Though it rarely makes headlines in the US, the simmering rivalry between American and Chinese military forces has prompted some to declare the South China Sea - where Beijing has been building out its military and naval infrastructure in defiance of international court rulings - the "world's most dangerous hotspot".
And as China has transformed rocky atolls into stationary aircraft carriers, nobody has been more vocal about the dangers of China's increasingly aggressive posture in the Pacific than Admiral Philip Davidson, the commander of U.S. Indo-Pacific Command, who has warned about the growing geopolitical threat even as many established economists have played down the risk of a conflict because, in theory, the economic links between the world's two largest economies represent a reliable counterweight.
Admiral Philip Davidson
Offering yet another ominous warning just days after Washington again provoked Beijing by flying two B-52 bombers over the contested sea, Davidson told a group of reporters that he had observed a rise in Chinese military activity in the Pacific.
Asked about the US's "freedom of navigation" operations in the region, Davidson declined to offer specifics but said only that the US would remain "an enduring Pacific power." But turning the focus again to China, Davidson warned that China's military buildup was a "hazard" to trade flows and financial information that circulates via fiber optic cables running on the ocean floor under the South China Sea.
"It’s building, it’s not reducing in any sense of the word," Davidson told reporters on Thursday in Singapore when asked about China’s military activities in the South China Sea. "There has been more activity with ships, fighters and bombers over the last year than in previous years, absolutely."
"It’s a hazard to trade flows, the commercial activity, the financial information that flows on cables under the South China Sea, writ large,” Davidson added.
As Bloomberg pointed out, Davidson's comments appeared to assuage US allies' concerns about a possible US pullout from the region, which have intensified thanks to President Trump's isolationist rhetoric.
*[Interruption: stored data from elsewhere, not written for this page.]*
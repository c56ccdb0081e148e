//! Kosh CLI - Personal finance tracker
//!
//! Usage:
//!   kosh init                                   Initialize database
//!   kosh register -u NAME --name "Full Name"    Create an account
//!   kosh add -u NAME -a 250 -c Food -t Expense  Record a transaction
//!   kosh dashboard -u NAME                      Totals, budgets, suggestions
//!   kosh serve --port 3000                      Start web server
//!
//! User-scoped commands read the password from --password or KOSH_PASSWORD.

mod cli;
mod commands;

#[cfg(test)]
mod tests;

use anyhow::{Context, Result};
use clap::Parser;
use kosh_core::Config;
use tracing_subscriber::{fmt, prelude::*, EnvFilter};

use cli::*;

#[tokio::main]
async fn main() -> Result<()> {
    let cli = Cli::parse();

    // Set up logging
    // Priority: RUST_LOG env var > --verbose flag > default (info)
    let filter = if std::env::var("RUST_LOG").is_ok() {
        EnvFilter::from_default_env()
    } else if cli.verbose {
        EnvFilter::new("debug")
    } else {
        EnvFilter::new("info")
    };

    tracing_subscriber::registry()
        .with(filter)
        .with(fmt::layer().with_target(false).compact())
        .init();

    // Priority: --db flag > KOSH_DB > config file > default
    let config = Config::load(cli.config.as_deref()).context("Failed to load config")?;
    let db_path = cli
        .db
        .clone()
        .unwrap_or_else(|| config.database.path.clone());

    match cli.command {
        Commands::Init => commands::cmd_init(&db_path, cli.no_encrypt),
        Commands::Serve { port, host } => {
            let host = host.unwrap_or_else(|| config.server.host.clone());
            let port = port.unwrap_or(config.server.port);
            commands::cmd_serve(&db_path, &config, &host, port, cli.no_encrypt).await
        }
        Commands::Register { creds, name } => {
            let db = commands::open_db(&db_path, cli.no_encrypt)?;
            commands::cmd_register(&db, &creds.user, &creds.password, &name)
        }
        Commands::Whoami { creds } => {
            let db = commands::open_db(&db_path, cli.no_encrypt)?;
            let ctx = commands::authenticate(&db, &creds)?;
            commands::cmd_whoami(&db, &ctx)
        }
        Commands::Dashboard { creds, month, json } => {
            let db = commands::open_db(&db_path, cli.no_encrypt)?;
            let ctx = commands::authenticate(&db, &creds)?;
            commands::cmd_dashboard(&db, &ctx, month.as_deref(), json)
        }
        Commands::Add {
            creds,
            amount,
            category,
            kind,
            date,
            description,
        } => {
            let db = commands::open_db(&db_path, cli.no_encrypt)?;
            let ctx = commands::authenticate(&db, &creds)?;
            commands::cmd_add(
                &db,
                &ctx,
                amount,
                &category,
                &kind,
                date.as_deref(),
                &description,
            )
        }
        Commands::List { creds, limit } => {
            let db = commands::open_db(&db_path, cli.no_encrypt)?;
            let ctx = commands::authenticate(&db, &creds)?;
            commands::cmd_list(&db, &ctx, limit)
        }
        Commands::Delete { creds, id } => {
            let db = commands::open_db(&db_path, cli.no_encrypt)?;
            let ctx = commands::authenticate(&db, &creds)?;
            commands::cmd_delete(&db, &ctx, id)
        }
        Commands::Budget { action } => match action {
            BudgetAction::Set {
                creds,
                category,
                limit,
                month,
            } => {
                let db = commands::open_db(&db_path, cli.no_encrypt)?;
                let ctx = commands::authenticate(&db, &creds)?;
                commands::cmd_budget_set(&db, &ctx, &category, limit, month.as_deref())
            }
            BudgetAction::List { creds, month } => {
                let db = commands::open_db(&db_path, cli.no_encrypt)?;
                let ctx = commands::authenticate(&db, &creds)?;
                commands::cmd_budget_list(&db, &ctx, month.as_deref())
            }
        },
        Commands::Suggest { creds, month } => {
            let db = commands::open_db(&db_path, cli.no_encrypt)?;
            let ctx = commands::authenticate(&db, &creds)?;
            commands::cmd_suggest(&db, &ctx, month.as_deref())
        }
        Commands::Export {
            creds,
            format,
            output,
            from,
            to,
        } => {
            let db = commands::open_db(&db_path, cli.no_encrypt)?;
            let ctx = commands::authenticate(&db, &creds)?;
            commands::cmd_export(
                &db,
                &ctx,
                format,
                output.as_deref(),
                from.as_deref(),
                to.as_deref(),
            )
        }
    }
}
Davidson’s comments are the latest from a senior U.S. official seeking to reassure allies in Southeast Asia of the American commitment to what Washington refers to as the Indo-Pacific region. Secretary of State Michael Pompeo last week in Manila assured the Philippines that a defense treaty would apply if its vessels or planes are attacked in the South China Sea.
However, many of the US's regional allies, particularly the Philippines, have questioned whether the US has done enough to curb Beijing's ambitions. Some top Philippine military officials have even questioned whether the US defense pact needs to be changed.
Top Philippine officials have clashed over whether the mutual defense pact with the U.S. needs to be changed. While Foreign Secretary Teodoro Locsin has said the 1951 accord should stay the same, Defense Secretary Delfin Lorenzana wants it reviewed, even after Pompeo’s assurances.
The U.S. hasn’t stopped Chinese “aggressive actions” so far, Lorenzana noted in a statement earlier this week, while warning that vagueness in the document could cause “chaos during a crisis” and that the Philippines didn’t want to be dragged into a shooting war it didn’t start.
China has targeted a 7.5% increase in defense spending in 2019, a slowdown from last year’s projected 8.1% increase though still seen as consistent with President Xi Jinping’s plans to grow and advance the military.
And even with domestic growth slowing, China continues to spend on its military buildup. And Davidson doesn't expect this to change. And Beijing's increasingly belligerent rhetoric about its plans for "reunifying" with Taiwan would seem to confirm this assessment.